Uma comissão especial da Assembleia Legislativa do Estado do Rio de Janeiro (Alerj) vem debatendo, ao longo de julho, mudanças nas regras de transparência sobre contratos, pareceres e dados de compromissos assumidos pelos três poderes do estado. A comissão, criada para discutir a contenção de gastos públicos, recebeu representantes do Tribunal de Justiça do Rio de Janeiro (TJ-RJ) e da Controladoria Geral do Estado (CGE) em reunião realizada em 30 de junho.
Quem integra a comissão
A Comissão Especial para Contenção dos Gastos no Estado tem como relator o deputado Alan Lopes (PL), e conta ainda com a deputada Tia Ju (Republicanos) na vice-presidência e o deputado Luiz Paulo (PSD) como membro efetivo do colegiado. Além da pauta de transparência de contratos, o grupo também trabalha em propostas de alteração da Lei Orçamentária Anual (LOA) do estado, com o objetivo declarado de aproximar as previsões orçamentárias da realidade financeira do Rio de Janeiro e reduzir a necessidade de contingenciamentos e suplementações ao longo do exercício fiscal.
O que a comissão propõe
Segundo informações divulgadas pela própria Alerj, os deputados que integram a comissão discutem a criação de um projeto de lei que amplie a transparência de contratos e dados de compromissos firmados pelo Executivo, Legislativo e Judiciário, respeitando os limites da Lei Geral de Proteção de Dados (LGPD).
De acordo com a Alerj, parlamentares defenderam a adoção de critérios mais claros para definir quando uma informação sobre contratos deve ser pública, sigilosa ou ter acesso restrito, argumentando que os controles atuais do estado são considerados frágeis nesse ponto.
Comissão vai funcionar durante o recesso
A comissão solicitou autorização à Presidência da Casa para continuar funcionando entre os dias 8 e 31 de julho, período que corresponde ao recesso parlamentar. Uma nova reunião estava prevista para o dia 7 de julho, com a participação de representantes da Procuradoria Geral do Estado (PGE-RJ).
Contexto fiscal
A criação da comissão ocorre em meio a um cenário de dificuldades fiscais enfrentado pelo governo estadual, que tem discutido alternativas para reduzir despesas obrigatórias. Entre as medidas em avaliação pelo Executivo está a relicitação das concessões de distribuição de gás natural da CEG e da CEG Rio, atualmente sob análise do governo estadual.

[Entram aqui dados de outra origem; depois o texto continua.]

//! The realm: everything promises created together share.

use crate::config::RuntimeConfig;
use crate::promise::PromiseId;
use crate::rejection_tracker::RejectionTracker;
use crate::scheduler::Scheduler;
use crate::task_queue::{MicroTask, Task};
use std::cell::Cell;
use std::fmt;
use std::rc::Rc;

struct RealmInner {
    scheduler: Rc<dyn Scheduler>,
    tracker: RejectionTracker,
    config: RuntimeConfig,
    next_promise_id: Cell<u64>,
}

/// Shared context of a group of promises: the scheduler their jobs go to,
/// the rejection tracker watching them and the configuration they honor.
///
/// Cloning a `Realm` clones the handle.
#[derive(Clone)]
pub struct Realm {
    inner: Rc<RealmInner>,
}

impl Realm {
    /// Creates a realm scheduling onto `scheduler`.
    pub fn new(scheduler: Rc<dyn Scheduler>, config: RuntimeConfig) -> Self {
        let tracker = RejectionTracker::new(&config);
        Self {
            inner: Rc::new(RealmInner {
                scheduler,
                tracker,
                config,
                next_promise_id: Cell::new(1),
            }),
        }
    }

    /// The rejection tracker of this realm.
    pub fn rejection_tracker(&self) -> &RejectionTracker {
        &self.inner.tracker
    }

    /// The configuration this realm was created with.
    pub fn config(&self) -> &RuntimeConfig {
        &self.inner.config
    }

    /// Returns true if both handles refer to the same realm.
    pub fn ptr_eq(&self, other: &Realm) -> bool {
        Rc::ptr_eq(&self.inner, &other.inner)
    }

    pub(crate) fn enqueue_microtask(&self, microtask: MicroTask) {
        self.inner.scheduler.enqueue_microtask(microtask);
    }

    pub(crate) fn enqueue_task(&self, task: Task) {
        self.inner.scheduler.enqueue_task(task);
    }

    pub(crate) fn enqueue_rejection_check(&self, check: Task) {
        self.inner.scheduler.enqueue_rejection_check(check);
    }

    pub(crate) fn next_promise_id(&self) -> PromiseId {
        let id = self.inner.next_promise_id.get();
        self.inner.next_promise_id.set(id + 1);
        PromiseId(id)
    }
}

impl fmt::Debug for Realm {
    fn fmt(&self, f: &mut fmt::Formatter<'_>) -> fmt::Result {
        f.debug_struct("Realm")
            .field("config", &self.inner.config)
            .field("next_promise_id", &self.inner.next_promise_id.get())
            .finish_non_exhaustive()
    }
}
//! A realm wired to its own event loop.

use crate::config::RuntimeConfig;
use crate::constructor::PromiseConstructor;
use crate::event_loop::EventLoop;
use crate::promise::Promise;
use crate::realm::Realm;
use crate::task_queue::{Task, TimerId};
use core_types::{JsError, Value};
use std::rc::Rc;
use std::time::Duration;

/// An [`EventLoop`] together with the [`Realm`] scheduling onto it.
///
/// # Examples
///
/// ```
/// use core_types::Value;
/// use promise_runtime::{Promise, PromiseState, Runtime};
/// use std::time::Duration;
///
/// let runtime = Runtime::new();
/// let slow = runtime.resolve_after(Duration::from_millis(50), Value::from("slow"));
/// let fast = runtime.resolve_after(Duration::from_millis(10), Value::from("fast"));
/// let winner = Promise::race(runtime.realm(), vec![slow.to_value(), fast.to_value()]);
///
/// runtime.run_until_done().unwrap();
/// assert_eq!(winner.state(), PromiseState::Fulfilled(Value::from("fast")));
/// ```
#[derive(Debug)]
pub struct Runtime {
    event_loop: Rc<EventLoop>,
    realm: Realm,
}

impl Runtime {
    /// Creates a runtime with the default configuration.
    pub fn new() -> Self {
        Self::with_config(RuntimeConfig::default())
    }

    /// Creates a runtime with `config`.
    pub fn with_config(config: RuntimeConfig) -> Self {
        let event_loop = Rc::new(EventLoop::with_microtask_limit(config.microtask_limit));
        let realm = Realm::new(event_loop.clone(), config);
        tracing::debug!(config = ?realm.config(), "runtime created");
        Self { event_loop, realm }
    }

    /// The realm promises of this runtime live in.
    pub fn realm(&self) -> &Realm {
        &self.realm
    }

    /// The loop driving this runtime.
    pub fn event_loop(&self) -> &EventLoop {
        &self.event_loop
    }

    /// The `Promise` global of this runtime's realm.
    pub fn constructor(&self) -> PromiseConstructor {
        PromiseConstructor::new(&self.realm)
    }

    /// Runs until no task, microtask or timer is left.
    pub fn run_until_done(&self) -> Result<(), JsError> {
        self.event_loop.run_until_done()
    }

    /// Runs queued work without moving the clock.
    pub fn run_until_idle(&self) -> Result<(), JsError> {
        self.event_loop.run_until_idle()
    }

    /// Runs everything due within `delay` and moves the clock by `delay`.
    pub fn advance_by(&self, delay: Duration) -> Result<(), JsError> {
        self.event_loop.advance_by(delay)
    }

    /// Runs `callback` as a task once `delay` has elapsed.
    pub fn set_timeout<F>(&self, delay: Duration, callback: F) -> TimerId
    where
        F: FnOnce() -> Result<(), JsError> + 'static,
    {
        self.event_loop.set_timeout(delay, Task::new(callback))
    }

    /// A promise fulfilled with `value` after `delay`.
    pub fn resolve_after(&self, delay: Duration, value: Value) -> Promise {
        Promise::new(&self.realm, |resolvers| {
            self.set_timeout(delay, move || {
                resolvers.resolve(value);
                Ok(())
            });
            Ok(())
        })
    }

    /// A promise rejected with `reason` after `delay`.
    pub fn reject_after(&self, delay: Duration, reason: Value) -> Promise {
        Promise::new(&self.realm, |resolvers| {
            self.set_timeout(delay, move || {
                resolvers.reject(reason);
                Ok(())
            });
            Ok(())
        })
    }
}

impl Default for Runtime {
    fn default() -> Self {
        Self::new()
    }
}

O processo de relicitação do gás encanado ganhou força depois que o corpo técnico do Tribunal de Contas do Estado (TCE-RJ) recomendou, formalmente, que o governo não renovasse os contratos com a concessionária atual, a Naturgy, e o plenário do tribunal chegou a vetar, por unanimidade, qualquer termo aditivo de prorrogação até o julgamento final do processo. A própria Alerj formalizou a criação de uma Comissão Parlamentar de Inquérito (CPI) para investigar o serviço de distribuição de gás canalizado no estado e o processo de renovação ou relicitação das concessões. Segundo a Casa Civil estadual, a base de ativos não amortizados das concessões soma cerca de R$ 7,2 bilhões, valor que deverá ser indenizado à Naturgy, com o montante final dependendo do resultado da 5ª Revisão Tarifária da CEG e da CEG Rio, já atrasada em três anos. O novo contrato de concessão, segundo o governo, entraria em vigor após o fim do contrato atual, em julho de 2027, com prazo inicial de 25 anos, e o processo de relicitação deve levar entre sete e doze meses para ser concluído.
Próximos passos
Ainda não há prazo definido para que a comissão apresente um relatório final ou para que o eventual projeto de lei sobre transparência de contratos seja votado em plenário. O Portal Conexão Ativa buscará mais informações junto à Alerj sobre o andamento dos trabalhos.